▶ **TO DO**
From the listing that follows, report the number of lines with the word "FashionTerm" in them, and no other output.

─── SUPPLIED ENTRIES ───

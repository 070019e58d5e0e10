use crate::models::{FashionTaxonomy, FashionTerm, Label, TermCategory};

use super::dictionary::{self, DictionaryEntry};

const BRAND_BOOST: f32 = 1.2;
const DERIVED_WEIGHT: f32 = 0.8;

fn normalize(description: &str) -> String {
    description
        .split_whitespace()
        .collect::<Vec<_>>()
        .join(" ")
        .to_lowercase()
}

fn clean_word(word: &str) -> &str {
    word.trim_matches(|c: char| !c.is_alphanumeric() && c != '-')
}

fn term_from(entry: &DictionaryEntry, confidence: f32, derived_from: Option<&str>) -> FashionTerm {
    FashionTerm {
        term: entry.key.to_string(),
        category: entry.category,
        confidence: confidence.clamp(0.0, 1.0),
        translation: entry.translation.to_string(),
        derived_from: derived_from.map(str::to_string),
    }
}

/// Classify raw vision labels into the fashion taxonomy.
///
/// The whole description and each of its words are matched separately, so
/// "chelsea boot" yields both "chelsea boot" and "boot". Brands are only
/// recognised as whole tokens. Labels that match nothing are ignored.
pub fn extract(labels: &[Label]) -> FashionTaxonomy {
    let mut taxonomy = FashionTaxonomy::default();

    for label in labels {
        let text = normalize(&label.description);
        if text.is_empty() {
            continue;
        }

        for brand in dictionary::brands_in(&text) {
            taxonomy.push(FashionTerm {
                term: brand.to_lowercase(),
                category: TermCategory::Brands,
                confidence: (label.score * BRAND_BOOST).min(1.0),
                translation: brand.to_string(),
                derived_from: None,
            });
        }

        let words: Vec<&str> = text
            .split(' ')
            .map(clean_word)
            .filter(|w| !w.is_empty())
            .collect();

        let mut candidates: Vec<&str> = Vec::with_capacity(words.len() + 1);
        if words.len() > 1 {
            candidates.push(text.as_str());
        }
        candidates.extend(words.iter().copied());

        for candidate in candidates {
            if let Some((entry, kind)) = dictionary::lookup(candidate) {
                tracing::trace!(label = %text, term = entry.key, ?kind, "Matched fashion term");
                taxonomy.push(term_from(entry, label.score * kind.weight(), None));
            }
        }
    }

    expand_compound_items(&mut taxonomy);
    taxonomy.normalize();
    taxonomy
}

/// Add the terms implied by recognised compound items, tagged with the
/// compound they came from.
pub fn expand_compound_items(taxonomy: &mut FashionTaxonomy) {
    let derived: Vec<FashionTerm> = taxonomy
        .iter()
        .filter_map(|parent| {
            dictionary::compound_expansion(&parent.term).map(|keys| (parent, keys))
        })
        .flat_map(|(parent, keys)| {
            keys.iter().filter_map(move |key| {
                dictionary::entry(key).map(|entry| {
                    term_from(
                        entry,
                        parent.confidence * DERIVED_WEIGHT,
                        Some(parent.term.as_str()),
                    )
                })
            })
        })
        .collect();

    for term in derived {
        taxonomy.push(term);
    }
}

───

▶ **TASK ANSWER**
5